The recent Target credit card scandal has colored last-minute Christmas shopping with fear — fear of security breaches and lackluster controls and privacy. No doubt, American Express should add to that fear.
The federal government today slapped American Express — officially the company’s American Express Centurion Bank — with more than $40 million of fines as a result of the card company’s “unfair and deceptive practices.” What exactly did Amex do? Essentially, it preyed on consumers’ security fears.
The three programs that caused Amex’s run-in with the Federal Deposit Insurance Corp and Consumer Financial Protection Bureau were its “Account Protector” insurance-like program; its identity theft program; and its “Lost Wallet” program, also an insurance-like service. All three products sell to consumers’ fear of loss or security breach. In each case, Amex deceived consumers about the products’ coverage and/or services.

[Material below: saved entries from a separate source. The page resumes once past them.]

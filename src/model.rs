//! Input record for one card render.
//!
//! The shape mirrors the upstream metadata collaborator's JSON output
//! (camelCase keys, numeric counts carried as strings).

use serde::{Deserialize, Serialize};

use crate::foundation::error::{CardError, CardResult};

/// One named thumbnail variant.
#[derive(Clone, Debug, PartialEq, Eq, Serialize, Deserialize)]
pub struct Thumbnail {
    /// Source URL of the raster asset.
    pub url: String,
    /// Reported width in pixels.
    pub width: u32,
    /// Reported height in pixels.
    pub height: u32,
}

/// Named variants available for the main video thumbnail.
#[derive(Clone, Debug, Default, PartialEq, Eq, Serialize, Deserialize)]
pub struct ThumbnailSet {
    /// Smallest variant.
    #[serde(default)]
    pub default: Option<Thumbnail>,
    /// Medium variant.
    #[serde(default)]
    pub medium: Option<Thumbnail>,
    /// High variant. Required; the compositor draws exactly this one.
    #[serde(default)]
    pub high: Option<Thumbnail>,
    /// Standard variant, not always present upstream.
    #[serde(default)]
    pub standard: Option<Thumbnail>,
    /// Maximum-resolution variant, not always present upstream.
    #[serde(default)]
    pub maxres: Option<Thumbnail>,
}

/// Named variants available for the channel avatar.
#[derive(Clone, Debug, Default, PartialEq, Eq, Serialize, Deserialize)]
pub struct ChannelThumbnailSet {
    /// Default variant. Required; the compositor draws exactly this one.
    #[serde(default)]
    pub default: Option<Thumbnail>,
    /// Medium variant.
    #[serde(default)]
    pub medium: Option<Thumbnail>,
    /// High variant.
    #[serde(default)]
    pub high: Option<Thumbnail>,
}

/// Immutable metadata record for one render.
#[derive(Clone, Debug, PartialEq, Eq, Serialize, Deserialize)]
#[serde(rename_all = "camelCase")]
pub struct VideoCardData {
    /// Video title, wrapped into at most two lines on the card.
    pub title: String,
    /// Publish timestamp, RFC 3339.
    pub published_at: String,
    /// ISO 8601 duration, e.g. `PT1H2M3S`.
    pub duration: String,
    /// View count as a plain decimal digit string.
    pub view_count: String,
    /// Channel display name.
    pub channel_title: String,
    /// Main thumbnail variants.
    pub thumbnails: ThumbnailSet,
    /// Channel avatar variants.
    pub channel_thumbnails: ChannelThumbnailSet,
}

impl VideoCardData {
    /// Check the variant invariant before any loading starts.
    ///
    /// The compositor selects the `high` thumbnail and the `default` channel
    /// thumbnail and never falls back, so both must be present with a
    /// non-empty URL.
    pub fn validate(&self) -> CardResult<()> {
        let thumb = self
            .thumbnails
            .high
            .as_ref()
            .ok_or_else(|| CardError::validation("thumbnails.high variant is required"))?;
        if thumb.url.is_empty() {
            return Err(CardError::validation("thumbnails.high url must be non-empty"));
        }
        let avatar = self.channel_thumbnails.default.as_ref().ok_or_else(|| {
            CardError::validation("channelThumbnails.default variant is required")
        })?;
        if avatar.url.is_empty() {
            return Err(CardError::validation(
                "channelThumbnails.default url must be non-empty",
            ));
        }
        Ok(())
    }

    /// The thumbnail variant the card draws. Call [`Self::validate`] first.
    pub fn main_thumbnail(&self) -> CardResult<&Thumbnail> {
        self.thumbnails
            .high
            .as_ref()
            .ok_or_else(|| CardError::validation("thumbnails.high variant is required"))
    }

    /// The avatar variant the card draws. Call [`Self::validate`] first.
    pub fn avatar_thumbnail(&self) -> CardResult<&Thumbnail> {
        self.channel_thumbnails
            .default
            .as_ref()
            .ok_or_else(|| CardError::validation("channelThumbnails.default variant is required"))
    }
}

#[cfg(test)]
#[path = "../tests/unit/model.rs"]
mod tests;
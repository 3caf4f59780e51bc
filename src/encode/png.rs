use std::io::Cursor;

use base64::Engine as _;

use crate::assets::decode::unpremultiply_rgba8_in_place;
use crate::foundation::error::{CardError, CardResult};

/// Encode premultiplied RGBA8 pixels as PNG bytes.
pub(crate) fn encode_png(width: u32, height: u32, premul_data: &[u8]) -> CardResult<Vec<u8>> {
    let mut straight = premul_data.to_vec();
    unpremultiply_rgba8_in_place(&mut straight);

    let img = image::RgbaImage::from_raw(width, height, straight)
        .ok_or_else(|| CardError::encode("pixel buffer does not match surface dimensions"))?;
    let mut buf = Vec::new();
    image::DynamicImage::ImageRgba8(img)
        .write_to(&mut Cursor::new(&mut buf), image::ImageFormat::Png)
        .map_err(|e| CardError::encode(format!("png write: {e}")))?;
    Ok(buf)
}

pub(crate) fn to_data_uri(png: &[u8]) -> String {
    format!(
        "data:image/png;base64,{}",
        base64::engine::general_purpose::STANDARD.encode(png)
    )
}

#[cfg(test)]
mod tests {
    use super::*;

    #[test]
    fn encode_png_round_trips_dimensions() {
        let premul = vec![255u8; 4 * 4 * 4];
        let png = encode_png(4, 4, &premul).unwrap();
        let decoded = image::load_from_memory(&png).unwrap();
        assert_eq!(decoded.width(), 4);
        assert_eq!(decoded.height(), 4);
    }

    #[test]
    fn encode_png_rejects_short_buffer() {
        assert!(matches!(
            encode_png(4, 4, &[0u8; 8]),
            Err(CardError::Encode(_))
        ));
    }

    #[test]
    fn data_uri_has_png_prefix() {
        let uri = to_data_uri(b"\x89PNG");
        assert!(uri.starts_with("data:image/png;base64,"));
    }
}
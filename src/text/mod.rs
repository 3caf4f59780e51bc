pub(crate) mod engine;
pub(crate) mod wrap;

pub use engine::{RegisteredFont, TextBrushRgba8, TextEngine};
pub use wrap::{WrappedTitle, wrap_title};
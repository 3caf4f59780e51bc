/// Crate-wide result alias.
pub type CardResult<T> = Result<T, CardError>;

/// Error taxonomy for a card render attempt.
///
/// A render fails as a whole: any variant other than the soft formatter
/// defaults aborts the attempt before a partial bitmap can exist.
#[derive(thiserror::Error, Debug)]
pub enum CardError {
    /// The input record violates the data-model invariant.
    #[error("validation error: {0}")]
    Validation(String),

    /// One of the six asset acquisitions failed (network, HTTP status,
    /// over-size body, decode, or font registration).
    #[error("resource load error: {0}")]
    ResourceLoad(String),

    /// The bounded wait on the resource join elapsed.
    #[error("resource load timed out after {0:?}")]
    Timeout(std::time::Duration),

    /// The caller's cancel token fired before drawing began.
    #[error("render cancelled")]
    Cancelled,

    /// The raster surface or its text-measurement capability could not be
    /// acquired.
    #[error("measurement error: {0}")]
    Measurement(String),

    /// The finished surface could not be serialized.
    #[error("encode error: {0}")]
    Encode(String),

    /// Passthrough for wrapped external errors.
    #[error(transparent)]
    Other(#[from] anyhow::Error),
}

impl CardError {
    /// Construct a [`CardError::Validation`].
    pub fn validation(msg: impl Into<String>) -> Self {
        Self::Validation(msg.into())
    }

    /// Construct a [`CardError::ResourceLoad`].
    pub fn resource(msg: impl Into<String>) -> Self {
        Self::ResourceLoad(msg.into())
    }

    /// Construct a [`CardError::Measurement`].
    pub fn measurement(msg: impl Into<String>) -> Self {
        Self::Measurement(msg.into())
    }

    /// Construct a [`CardError::Encode`].
    pub fn encode(msg: impl Into<String>) -> Self {
        Self::Encode(msg.into())
    }
}

#[cfg(test)]
#[path = "../../tests/unit/foundation/error.rs"]
mod tests;
pub(crate) mod decode;
pub(crate) mod fetch;
pub(crate) mod store;

pub use fetch::{FixedAssets, RawResources, ResourceLoader, ResourceUrls};
pub use store::ResourceSet;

For example, in the case of the “Account Protector” program, here’s how the FDIC described what Amex did:
Consumers were led to believe that the benefits would continue for up to 24 months in the event of a qualifying life event, when in fact the majority of events had benefit periods of one, two, or three months. Consumers were also led to believe that if they purchased the product, their monthly minimum payment would be cancelled in the event of a qualifying event. However, the benefit payment was limited to 2.5% of the consumer’s outstanding balance, up to $500, which could be less than the minimum monthly payment.
Consumers, therefore, are fair to conclude that they cannot expect to be protected from theft (Target) nor can they expect to be protected when they pay for protection from theft (Amex). This is the dark side to all the hype surrounding security risk. Consumer fears have become so acute that they are willing to pay for protection — and, to some degree, this desperation creates an environment where consumers are abused by the very financial services companies they hope will help. How the FDIC and CFPB can only fine Amex $40 million for its offenses is beyond me. How the banking industry does not call for greater fines from Amex is equally baffling. Equally unfortunate is the fact that the FDIC and CFPB did not require Amex to admit wrongdoing. (Read the consent order here.)
Every banker involved in card products should be mortified by these two events. Cumulatively, they represent a probable systemic failure for the card industry, not just isolated hiccups. And here I thought banking was headed for a Merry Christmas.